Kamis, 24 Januari 2013 19:09
Jurnalistik sebagai Ilmu berjenjang hingga tingkat pasca strata tiga, bukanlah ilmu statis. Suatu ketika ada the old journalist angkatan pers tahun 60-an mengatakan pada saya “Oh Dik, jurnalistik itu ya dari dulu sampai sekarang ya 5W 1H itu, gak ada lagi, sama dik sampeyan kayak saya, saya tahun 1960-an juga belajar teori Harold Laswell itu, habis itu ya tinggal ketik berita kita, bereslah,“ ujar The Oldman itu kepada saya dengan raut wajah senior.
Saya buru-buru menganggukkan kepala sambil nyengir kuda, karena biar bagaimanapun beliau adalah tokoh sepuh jurnalistik Indonesia.

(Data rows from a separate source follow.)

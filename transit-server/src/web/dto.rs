//! Data transfer objects for web requests and responses.

use serde::{Deserialize, Serialize};

use crate::domain::{IntercityTrip, Route, RouteStop, TimeOfDay};
use crate::schedule::{NearestArrivals, Projection, StopArrivals};

/// Query for the route list.
#[derive(Debug, Default, Deserialize)]
pub struct RoutesQuery {
    /// Embed each route's stops (default true)
    pub include_stops: Option<bool>,
}

/// Query for projected arrivals.
#[derive(Debug, Default, Deserialize)]
pub struct ProjectionQuery {
    /// Reference time in HH:MM format (defaults to now)
    pub at: Option<String>,

    /// Maximum number of arrivals per stop
    pub limit: Option<usize>,
}

/// Query for the stop nearest a position.
#[derive(Debug, Deserialize)]
pub struct NearestQuery {
    pub lat: f64,
    pub lon: f64,

    /// Reference time in HH:MM format (defaults to now)
    pub at: Option<String>,
}

/// Query for intercity departures.
#[derive(Debug, Default, Deserialize)]
pub struct IntercityQuery {
    /// Reference time in HH:MM format (defaults to now)
    pub at: Option<String>,

    /// Maximum number of departures per trip
    pub limit: Option<usize>,
}

/// A route in the route list.
#[derive(Debug, Serialize)]
pub struct RouteResult {
    pub id: String,
    pub title: String,

    /// First departure from the origin, "HH:MM"
    pub service_start: String,

    /// Last departure from the origin, "HH:MM"
    pub service_end: String,

    pub headway_minutes: i64,

    /// Stops in travel order, if requested
    #[serde(skip_serializing_if = "Option::is_none")]
    pub stops: Option<Vec<StopResult>>,
}

impl RouteResult {
    /// Create from a domain Route.
    pub fn from_route(route: &Route, stops: Option<&[RouteStop]>) -> Self {
        Self {
            id: route.id.clone(),
            title: route.title.clone(),
            service_start: route.service_start.to_string(),
            service_end: route.service_end.to_string(),
            headway_minutes: route.headway_minutes,
            stops: stops.map(|stops| stops.iter().map(StopResult::from_route_stop).collect()),
        }
    }
}

/// Response for the route list.
#[derive(Debug, Serialize)]
pub struct RoutesResponse {
    pub routes: Vec<RouteResult>,
}

/// A stop on a route.
#[derive(Debug, Serialize)]
pub struct StopResult {
    /// Stop id (not the route-stop link id)
    pub id: String,
    pub name: String,
    pub latitude: f64,
    pub longitude: f64,

    /// Travel time from the route's origin
    pub minutes_from_origin: u32,
}

impl StopResult {
    /// Create from a domain RouteStop.
    pub fn from_route_stop(route_stop: &RouteStop) -> Self {
        Self {
            id: route_stop.stop.id.clone(),
            name: route_stop.stop.name.clone(),
            latitude: route_stop.stop.location.latitude,
            longitude: route_stop.stop.location.longitude,
            minutes_from_origin: route_stop.offset.minutes_from_origin,
        }
    }
}

/// Projected arrivals in display form.
#[derive(Debug, Serialize)]
pub struct ArrivalsResult {
    /// "HH:MM" arrivals, or the single service-ended marker
    pub times: Vec<String>,

    pub service_ended: bool,
}

impl ArrivalsResult {
    /// Create from a projection.
    pub fn from_projection(projection: &Projection) -> Self {
        Self {
            times: projection.to_strings(),
            service_ended: projection.is_service_ended(),
        }
    }
}

/// One stop with its projected arrivals.
#[derive(Debug, Serialize)]
pub struct StopArrivalsResult {
    pub stop: StopResult,
    pub arrivals: ArrivalsResult,
}

impl StopArrivalsResult {
    /// Create from a board row.
    pub fn from_stop_arrivals(row: &StopArrivals<'_>) -> Self {
        Self {
            stop: StopResult::from_route_stop(row.stop),
            arrivals: ArrivalsResult::from_projection(&row.projection),
        }
    }
}

/// Response for a route board.
#[derive(Debug, Serialize)]
pub struct BoardResponse {
    pub route: RouteResult,

    /// Reference time the board was projected from, "HH:MM"
    pub reference_time: String,

    pub stops: Vec<StopArrivalsResult>,
}

/// Response for a single stop's arrivals.
#[derive(Debug, Serialize)]
pub struct StopArrivalsResponse {
    pub route_id: String,
    pub reference_time: String,
    pub stop: StopResult,
    pub arrivals: ArrivalsResult,
}

/// Response for the stop nearest a position.
#[derive(Debug, Serialize)]
pub struct NearestResponse {
    pub route_id: String,
    pub reference_time: String,
    pub stop: StopResult,
    pub distance_km: f64,

    /// The next arrival only
    pub next: ArrivalsResult,

    /// Arrivals for the detail list
    pub upcoming: ArrivalsResult,
}

impl NearestResponse {
    /// Create from the nearest-stop summary.
    pub fn from_nearest(route_id: &str, reference_time: String, nearest: &NearestArrivals<'_>) -> Self {
        Self {
            route_id: route_id.to_string(),
            reference_time,
            stop: StopResult::from_route_stop(nearest.stop),
            distance_km: nearest.distance_km,
            next: ArrivalsResult::from_projection(&nearest.next),
            upcoming: ArrivalsResult::from_projection(&nearest.upcoming),
        }
    }
}

/// An intercity trip with its next departures.
#[derive(Debug, Serialize)]
pub struct IntercityResult {
    pub id: String,
    pub destination: String,
    pub company_name: Option<String>,
    pub price: Option<String>,

    /// Full timetable, "HH:MM"
    pub departure_times: Vec<String>,

    /// Departures after the reference time, "HH:MM"
    pub next_departures: Vec<String>,
}

impl IntercityResult {
    /// Create from a domain IntercityTrip.
    pub fn from_trip(trip: &IntercityTrip, after: TimeOfDay, limit: usize) -> Self {
        Self {
            id: trip.id.clone(),
            destination: trip.destination.clone(),
            company_name: trip.company_name.clone(),
            price: trip.price.clone(),
            departure_times: trip.departure_times.iter().map(ToString::to_string).collect(),
            next_departures: trip
                .next_departures(after, limit)
                .iter()
                .map(ToString::to_string)
                .collect(),
        }
    }
}

/// Response for intercity departures.
#[derive(Debug, Serialize)]
pub struct IntercityResponse {
    pub reference_time: String,
    pub trips: Vec<IntercityResult>,
}

/// Error response.
#[derive(Debug, Serialize)]
pub struct ErrorResponse {
    pub error: String,
}
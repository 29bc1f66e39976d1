//! Nearest-stop selection by great-circle distance.

use geo::{Haversine, Length, line_string};

use crate::domain::{Coordinates, Located};

/// Haversine distance between two points, in kilometres.
pub fn distance_km(from: Coordinates, to: Coordinates) -> f64 {
    let (src, dst) = (from.to_point(), to.to_point());
    let line = line_string![src.0, dst.0];
    Haversine.length(&line) / 1000.0
}

/// A selected stop and how far it is from the caller.
#[derive(Debug, Clone, Copy, PartialEq)]
pub struct NearestStop<'a, T> {
    pub stop: &'a T,
    pub distance_km: f64,
}

/// Pick the stop closest to `origin`.
///
/// Returns `None` for an empty stop set. When two stops are equally close
/// the one listed first wins, so the choice is stable for a given input.
///
/// # Examples
///
/// ```
/// use transit_server::domain::Coordinates;
/// use transit_server::schedule::nearest_stop;
///
/// let here = Coordinates::new(37.3742, 36.0963).unwrap();
/// let stops = [
///     Coordinates::new(37.40, 36.10).unwrap(),
///     Coordinates::new(37.375, 36.097).unwrap(),
/// ];
///
/// let nearest = nearest_stop(here, &stops).unwrap();
/// assert_eq!(*nearest.stop, stops[1]);
///
/// let none: [Coordinates; 0] = [];
/// assert!(nearest_stop(here, &none).is_none());
/// ```
pub fn nearest_stop<T: Located>(origin: Coordinates, stops: &[T]) -> Option<NearestStop<'_, T>> {
    stops
        .iter()
        .map(|stop| NearestStop {
            stop,
            distance_km: distance_km(origin, stop.location()),
        })
        .min_by(|a, b| a.distance_km.total_cmp(&b.distance_km))
}

#[cfg(test)]
mod tests {
    use super::*;

    /// Kilometres per degree of latitude on the mean-radius sphere.
    const KM_PER_DEGREE: f64 = 6_371.008_8 * std::f64::consts::PI / 180.0;

    fn origin() -> Coordinates {
        Coordinates::new(37.3742, 36.0963).unwrap()
    }

    /// A point due north of the origin at roughly `km` kilometres.
    fn north_of_origin(km: f64) -> Coordinates {
        let o = origin();
        Coordinates::new(o.latitude + km / KM_PER_DEGREE, o.longitude).unwrap()
    }

    #[test]
    fn zero_distance() {
        assert!(distance_km(origin(), origin()).abs() < 1e-9);
    }

    #[test]
    fn distance_is_symmetric() {
        let a = origin();
        let b = Coordinates::new(37.0, 35.3).unwrap();
        assert!((distance_km(a, b) - distance_km(b, a)).abs() < 1e-9);
    }

    #[test]
    fn distance_along_meridian() {
        let d = distance_km(origin(), north_of_origin(5.2));
        assert!((d - 5.2).abs() < 0.05, "got {d}");
    }

    #[test]
    fn picks_closest_of_three() {
        let stops = [
            north_of_origin(5.2),
            north_of_origin(1.1),
            north_of_origin(9.8),
        ];
        let nearest = nearest_stop(origin(), &stops).unwrap();
        assert_eq!(*nearest.stop, stops[1]);
        assert!((nearest.distance_km - 1.1).abs() < 0.05);
    }

    #[test]
    fn empty_set_selects_nothing() {
        let stops: Vec<Coordinates> = Vec::new();
        assert!(nearest_stop(origin(), &stops).is_none());
    }

    #[test]
    fn tie_goes_to_first_listed() {
        let far = north_of_origin(3.0);
        let near = north_of_origin(0.5);
        let stops = [far, near, near];

        let nearest = nearest_stop(origin(), &stops).unwrap();
        assert!(std::ptr::eq(nearest.stop, &stops[1]));
    }
}
//! Stops and their locations.

use super::StopOffset;

/// Error returned for coordinates outside the valid WGS84 range.
#[derive(Debug, Clone, PartialEq, Eq, thiserror::Error)]
#[error("invalid coordinates: {reason}")]
pub struct InvalidCoordinates {
    reason: &'static str,
}

/// A WGS84 latitude/longitude pair in degrees.
///
/// # Examples
///
/// ```
/// use transit_server::domain::Coordinates;
///
/// let kadirli = Coordinates::new(37.3742, 36.0963).unwrap();
/// assert_eq!(kadirli.latitude, 37.3742);
///
/// assert!(Coordinates::new(91.0, 0.0).is_err());
/// assert!(Coordinates::new(0.0, f64::NAN).is_err());
/// ```
#[derive(Debug, Clone, Copy, PartialEq)]
pub struct Coordinates {
    pub latitude: f64,
    pub longitude: f64,
}

impl Coordinates {
    /// Validate and build a coordinate pair.
    pub fn new(latitude: f64, longitude: f64) -> Result<Self, InvalidCoordinates> {
        if !latitude.is_finite() || !longitude.is_finite() {
            return Err(InvalidCoordinates {
                reason: "must be finite numbers",
            });
        }
        if !(-90.0..=90.0).contains(&latitude) {
            return Err(InvalidCoordinates {
                reason: "latitude must be between -90 and 90",
            });
        }
        if !(-180.0..=180.0).contains(&longitude) {
            return Err(InvalidCoordinates {
                reason: "longitude must be between -180 and 180",
            });
        }
        Ok(Self {
            latitude,
            longitude,
        })
    }

    /// As a `geo` point (x = longitude, y = latitude).
    pub fn to_point(&self) -> geo::Point<f64> {
        geo::Point::new(self.longitude, self.latitude)
    }
}

/// Anything with a position on the map.
pub trait Located {
    fn location(&self) -> Coordinates;
}

impl Located for Coordinates {
    fn location(&self) -> Coordinates {
        *self
    }
}

/// A physical stop shared between routes.
#[derive(Debug, Clone, PartialEq)]
pub struct Stop {
    pub id: String,
    pub name: String,
    pub location: Coordinates,
}

impl Located for Stop {
    fn location(&self) -> Coordinates {
        self.location
    }
}

/// A stop as served by one route: the stop plus its offset from the origin.
#[derive(Debug, Clone, PartialEq)]
pub struct RouteStop {
    pub id: String,
    pub offset: StopOffset,
    pub stop: Stop,
}

impl Located for RouteStop {
    fn location(&self) -> Coordinates {
        self.stop.location
    }
}
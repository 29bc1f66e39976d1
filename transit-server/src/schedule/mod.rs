//! Schedule projection.
//!
//! Turns a route's static daily schedule into concrete upcoming arrival
//! times at a stop, relative to a caller-supplied instant, and picks the
//! stop closest to a caller's position.
//!
//! Everything here is synchronous and pure. Callers supply "now" and
//! decide when to re-run a projection.

mod board;
mod config;
mod nearest;
mod projector;

pub use board::{NearestArrivals, StopArrivals, arrivals_near, route_board};
pub use config::ProjectionConfig;
pub use nearest::{NearestStop, distance_km, nearest_stop};
pub use projector::{Projection, SERVICE_ENDED, project_arrivals, validate};
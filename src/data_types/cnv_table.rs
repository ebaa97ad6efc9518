
use crate::data_types::cnv_record::CnvRecord;

/// An ordered collection of CNV calls from one source.
/// Order is insertion order and carries no meaning; duplicate intervals are legal.
#[derive(Clone, Debug, Default, Eq, PartialEq)]
pub struct CnvTable {
    /// Label for the source of this table
    label: String,
    /// All records, including those with absent coordinates
    records: Vec<CnvRecord>
}

impl CnvTable {
    /// Constructor
    pub fn new(label: String, records: Vec<CnvRecord>) -> Self {
        Self { label, records }
    }

    /// Creates an empty table with the given label
    pub fn empty(label: &str) -> Self {
        Self::new(label.to_string(), vec![])
    }

    // getters
    pub fn label(&self) -> &str {
        &self.label
    }

    pub fn records(&self) -> &[CnvRecord] {
        &self.records
    }

    pub fn len(&self) -> usize {
        self.records.len()
    }

    pub fn is_empty(&self) -> bool {
        self.records.is_empty()
    }

    pub fn iter(&self) -> std::slice::Iter<'_, CnvRecord> {
        self.records.iter()
    }

    /// Number of records without usable coordinates
    pub fn absent_count(&self) -> usize {
        self.records.iter()
            .filter(|r| r.region().is_none())
            .count()
    }

    /// Number of records with coordinates where end <= start
    pub fn degenerate_count(&self) -> usize {
        self.records.iter()
            .filter(|r| r.region().is_some_and(|region| region.is_degenerate()))
            .count()
    }
}

impl<'a> IntoIterator for &'a CnvTable {
    type Item = &'a CnvRecord;
    type IntoIter = std::slice::Iter<'a, CnvRecord>;

    fn into_iter(self) -> Self::IntoIter {
        self.records.iter()
    }
}

#[cfg(test)]
mod tests {
    use super::*;
    use crate::data_types::chromosome::Chromosome;
    use crate::data_types::cnv_record::RegionError;

    #[test]
    fn test_counts() {
        let table = CnvTable::new("gs".to_string(), vec![
            CnvRecord::from_coordinates("gs", 0, Chromosome::from(1), 10, 20),
            CnvRecord::from_coordinates("gs", 1, Chromosome::from(1), 20, 20),
            CnvRecord::new(
                "gs".to_string(), 2,
                Err(RegionError::MissingValue { column: "Start".to_string() }),
                Default::default()
            ),
        ]);
        assert_eq!(table.len(), 3);
        assert_eq!(table.absent_count(), 1);
        assert_eq!(table.degenerate_count(), 1);
        assert!(CnvTable::empty("gold").is_empty());
    }
}
/*!
# Region normalizer
Converts a raw source table into a `CnvTable` using a declarative `FieldMapping`.
Bad rows never fail the table: they become records with absent coordinates and a `RegionError` explaining why.
A mapped column missing from the header is the only hard failure.

## Example usage
```rust
use cnvbench::data_types::raw_table::RawTable;
use cnvbench::parsing::normalizer::normalize;
use cnvbench::parsing::schema::FieldMapping;

let raw = RawTable::new(
    vec!["Chromosome Region".to_string(), "Event".to_string()],
    vec![
        vec!["chr7:1.234.567-1.400.000".to_string(), "CN Loss".to_string()],
        vec!["bad-string".to_string(), "CN Gain".to_string()],
    ]
);
let table = normalize(&raw, &FieldMapping::region("Chromosome Region"), "nx").unwrap();
assert_eq!(table.records()[0].start_pos(), Some(1234567));
assert!(table.records()[1].region().is_none());
```
*/
use indexmap::IndexMap;

use crate::data_types::chromosome::Chromosome;
use crate::data_types::cnv_record::{CnvRecord, GenomicRegion, RegionError};
use crate::data_types::cnv_table::CnvTable;
use crate::data_types::raw_table::RawTable;
use crate::parsing::region_string::parse_region;
use crate::parsing::schema::FieldMapping;

#[derive(thiserror::Error, Debug, Eq, PartialEq)]
pub enum NormalizeError {
    #[error("{label}: required column {column:?} is missing")]
    MissingField { label: String, column: String },
}

/// Where the coordinates come from, resolved to column indices
#[derive(Clone, Copy)]
enum ResolvedMapping {
    Columns { chromosome: usize, start: usize, end: usize },
    Region { column: usize }
}

/// Normalizes a raw table into uniform CNV records.
/// Mapped columns are consumed (renamed into the record coordinates); a combined region column is parsed but also kept as a pass-through field.
/// # Arguments
/// * `raw` - the loaded table
/// * `mapping` - where the coordinates live
/// * `label` - the source label for every record
/// # Errors
/// * `NormalizeError::MissingField` if a mapped column is not in the header
pub fn normalize(raw: &RawTable, mapping: &FieldMapping, label: &str) -> Result<CnvTable, NormalizeError> {
    let find_column = |column: &str| -> Result<usize, NormalizeError> {
        raw.column_index(column).ok_or_else(|| NormalizeError::MissingField {
            label: label.to_string(),
            column: column.to_string()
        })
    };

    let resolved = match mapping {
        FieldMapping::Columns { chromosome, start, end } => ResolvedMapping::Columns {
            chromosome: find_column(chromosome)?,
            start: find_column(start)?,
            end: find_column(end)?
        },
        FieldMapping::Region { column } => ResolvedMapping::Region {
            column: find_column(column)?
        }
    };

    let consumed: Vec<usize> = match resolved {
        ResolvedMapping::Columns { chromosome, start, end } => vec![chromosome, start, end],
        ResolvedMapping::Region { .. } => vec![]
    };

    let records = (0..raw.len())
        .map(|row| {
            let region = match resolved {
                ResolvedMapping::Columns { chromosome, start, end } => parse_columns(raw, row, chromosome, start, end),
                ResolvedMapping::Region { column } => parse_region(raw.cell(row, column))
            };
            let fields: IndexMap<String, String> = raw.headers().iter().enumerate()
                .filter(|(col, _)| !consumed.contains(col))
                .map(|(col, header)| (header.clone(), raw.cell(row, col).to_string()))
                .collect();
            CnvRecord::new(label.to_string(), row, region, fields)
        })
        .collect();

    Ok(CnvTable::new(label.to_string(), records))
}

/// Builds a region from separate chromosome / start / end cells
fn parse_columns(raw: &RawTable, row: usize, chromosome: usize, start: usize, end: usize) -> Result<GenomicRegion, RegionError> {
    let headers = raw.headers();

    let chrom_cell = raw.cell(row, chromosome).trim();
    if chrom_cell.is_empty() {
        return Err(RegionError::MissingValue { column: headers[chromosome].clone() });
    }
    let chrom = Chromosome::parse(chrom_cell).ok_or_else(|| RegionError::InvalidValue {
        column: headers[chromosome].clone(),
        raw: chrom_cell.to_string()
    })?;

    let start_pos = parse_coordinate(&headers[start], raw.cell(row, start))?;
    let end_pos = parse_coordinate(&headers[end], raw.cell(row, end))?;
    Ok(GenomicRegion::new(chrom, start_pos, end_pos))
}

/// Parses a coordinate cell, accepting integer-valued floats ("1500.0") from spreadsheet exports
fn parse_coordinate(column: &str, cell: &str) -> Result<u64, RegionError> {
    let cell = cell.trim();
    if cell.is_empty() {
        return Err(RegionError::MissingValue { column: column.to_string() });
    }

    if let Ok(value) = cell.parse::<u64>() {
        return Ok(value);
    }

    match cell.parse::<f64>() {
        Ok(value) if value.is_finite() && value >= 0.0 && value.fract() == 0.0 && value <= u64::MAX as f64 => {
            Ok(value as u64)
        },
        _ => Err(RegionError::InvalidValue { column: column.to_string(), raw: cell.to_string() })
    }
}

#[cfg(test)]
mod tests {
    use super::*;

    fn strings(values: &[&str]) -> Vec<String> {
        values.iter().map(|s| s.to_string()).collect()
    }

    #[test]
    fn test_column_rename() {
        let raw = RawTable::new(
            strings(&["Chr", "Start", "End", "CN State"]),
            vec![
                strings(&["1", "1000", "2000", "1"]),
                strings(&["chrX", "5000.0", "9000", "3"]),
            ]
        );
        let mapping = FieldMapping::columns("Chr", "Start", "End");
        let table = normalize(&raw, &mapping, "gs").unwrap();

        assert_eq!(table.label(), "gs");
        assert_eq!(table.len(), 2);
        let first = &table.records()[0];
        assert_eq!(first.source_label(), "gs");
        assert_eq!(first.chromosome(), Some(&Chromosome::from(1)));
        assert_eq!(first.start_pos(), Some(1000));
        assert_eq!(first.end_pos(), Some(2000));
        assert_eq!(first.length(), Some(1000));

        // mapped columns are consumed, everything else passes through
        let field_names: Vec<&String> = first.fields().keys().collect();
        assert_eq!(field_names, vec!["CN State"]);
        assert_eq!(first.fields()["CN State"], "1");

        let second = &table.records()[1];
        assert_eq!(second.chromosome().unwrap().as_str(), "X");
        assert_eq!(second.start_pos(), Some(5000));
        assert_eq!(second.row_index(), 1);
    }

    #[test]
    fn test_region_column() {
        let raw = RawTable::new(
            strings(&["Sample", "Chromosome Region"]),
            vec![
                strings(&["s1", "chr7:1.234.567-1.400.000"]),
                strings(&["s1", "bad-string"]),
            ]
        );
        let table = normalize(&raw, &FieldMapping::region("Chromosome Region"), "nx").unwrap();

        let good = &table.records()[0];
        assert_eq!(good.chromosome(), Chromosome::parse("7").as_ref());
        assert_eq!(good.start_pos(), Some(1234567));
        assert_eq!(good.end_pos(), Some(1400000));
        // the region column is kept for reporting
        assert_eq!(good.fields()["Chromosome Region"], "chr7:1.234.567-1.400.000");

        let bad = &table.records()[1];
        assert!(bad.region().is_none());
        assert_eq!(bad.issue(), Some(&RegionError::MalformedRegion { raw: "bad-string".to_string() }));
        assert_eq!(table.absent_count(), 1);
    }

    #[test]
    fn test_bad_cells() {
        let raw = RawTable::new(
            strings(&["Chromosome", "Start", "End"]),
            vec![
                strings(&["", "1", "2"]),
                strings(&["1", "abc", "2"]),
                strings(&["1", "10"]),
                strings(&["chr?", "1", "2"]),
                strings(&["2", "-5", "2"]),
                strings(&["2", "7", "3"]),
                strings(&["chrom7", "1", "2"]),
            ]
        );
        let table = normalize(&raw, &FieldMapping::columns("Chromosome", "Start", "End"), "om").unwrap();
        let issues: Vec<Option<&RegionError>> = table.iter().map(|r| r.issue()).collect();
        assert_eq!(issues, vec![
            Some(&RegionError::MissingValue { column: "Chromosome".to_string() }),
            Some(&RegionError::InvalidValue { column: "Start".to_string(), raw: "abc".to_string() }),
            Some(&RegionError::MissingValue { column: "End".to_string() }),
            Some(&RegionError::InvalidValue { column: "Chromosome".to_string(), raw: "chr?".to_string() }),
            Some(&RegionError::InvalidValue { column: "Start".to_string(), raw: "-5".to_string() }),
            None,
            Some(&RegionError::InvalidValue { column: "Chromosome".to_string(), raw: "chrom7".to_string() }),
        ]);

        // inverted coordinates are kept but flagged as degenerate
        assert_eq!(table.degenerate_count(), 1);
        assert_eq!(table.records()[5].start_pos(), Some(7));
    }

    #[test]
    fn test_missing_field() {
        let raw = RawTable::new(strings(&["Chr", "Begin", "End"]), vec![]);
        let result = normalize(&raw, &FieldMapping::columns("Chr", "Start", "End"), "gold");
        assert_eq!(result, Err(NormalizeError::MissingField {
            label: "gold".to_string(), column: "Start".to_string()
        }));
        assert_eq!(result.unwrap_err().to_string(), "gold: required column \"Start\" is missing");

        let result = normalize(&raw, &FieldMapping::region("Chromosome Region"), "nx");
        assert!(matches!(result, Err(NormalizeError::MissingField { .. })));
    }

    #[test]
    fn test_empty_table() {
        let raw = RawTable::new(strings(&["Chr", "Start", "End"]), vec![]);
        let table = normalize(&raw, &FieldMapping::columns("Chr", "Start", "End"), "gs").unwrap();
        assert!(table.is_empty());
        assert_eq!(table.label(), "gs");
    }
}
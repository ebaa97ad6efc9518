use rayon::prelude::*;

use crate::data_types::cnv_record::CnvRecord;
use crate::data_types::cnv_table::CnvTable;
use crate::interval_index::IntervalIndex;
use crate::overlap::OverlapPolicy;

/// Returns the reference calls that no detected call matches under the tolerance policy.
/// Every reference call is tested against the union of all detected tables, so a match in any one table removes it.
/// With no detected calls at all, every reference call with coordinates is a false negative.
/// Reference calls without coordinates are never reported.
/// # Arguments
/// * `reference` - the gold-standard calls
/// * `detected_tables` - calls from one or more tools; may be empty
/// * `tolerance` - the boundary expansion in bp
pub fn find_false_negatives(reference: &CnvTable, detected_tables: &[CnvTable], tolerance: u64) -> CnvTable {
    let policy = OverlapPolicy::Tolerance { tolerance };
    let indices: Vec<IntervalIndex> = detected_tables.iter()
        .map(IntervalIndex::new)
        .collect();

    let is_missed: Vec<bool> = reference.records().par_iter()
        .map(|record| match record.region() {
            Some(region) => !indices.iter().any(|index| index.any_match(policy, region)),
            None => false
        })
        .collect();

    let missed: Vec<CnvRecord> = reference.iter().zip(is_missed)
        .filter_map(|(record, missed)| if missed { Some(record.clone()) } else { None })
        .collect();
    CnvTable::new(reference.label().to_string(), missed)
}
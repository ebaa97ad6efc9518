/*!
# Parsing module
Contains the logic for parsing vendor CNV tables into normalized `CnvTable`s.
Each input format is described by a named schema that maps its columns onto a chromosome, start, and end.
*/
/// Converts raw rows into CNV records using a field mapping
pub mod normalizer;
/// Parser for "chrN:start-end" style region strings
pub mod region_string;
/// Built-in and user-provided field mappings
pub mod schema;
/// Reads delimited (optionally gzipped) files into raw tables
pub mod table_loader;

Jadi yang yunior atau usia di bawah harus hormat agar kita tak 'kualat' sama orang tua. Apalagi Teori Harold Laswell sudah ada sejak Laswell meluncurkan karya klasik yang ditulisnya pada tahun 1948 yang berjudul "The Structure and Function of Communication in Society".
Sebenarnya jurnalistik sebagai sebuah ilmu jurnal lekat dengan Teori Framing. Teori Framing dikenal oleh kalangan penggiat Keilmuan Jurnalistik dengan 4 (empat) teori besar yakni Teori Framing Murray Edelman (Constable Catagories and Public Opinion (Edelman, 1993), kemudian Teori Framing Robert N Entman dalam “Framing : Toward Clarification and Fractured Paradigm (Entman, 1993), Kemudian Teori Framing milik Wiliam A Gamson yang pasti oleh pelajar jurnalistik dikenal sebagai Agregat Frame, Consensus Frame dan Collective Action Frame. Dan yang paling banyak pengikutnya (termasuk saya) adalah teori Framing Zhongdang Pan dan Gerald M Kosicki atau kerap disebut teori Framing ‘Pan-Kosicki’.
Dalam konsep framing yang kerap saya jadikan acuan ini, saya suka Framing 'Pan-Kosicki' karena lebih cocok dengan alur jurnalisme Asia terutama alur jurnalisme Indonesia yang reasoning-nya berbeda dengan alur Jurnalisme barat.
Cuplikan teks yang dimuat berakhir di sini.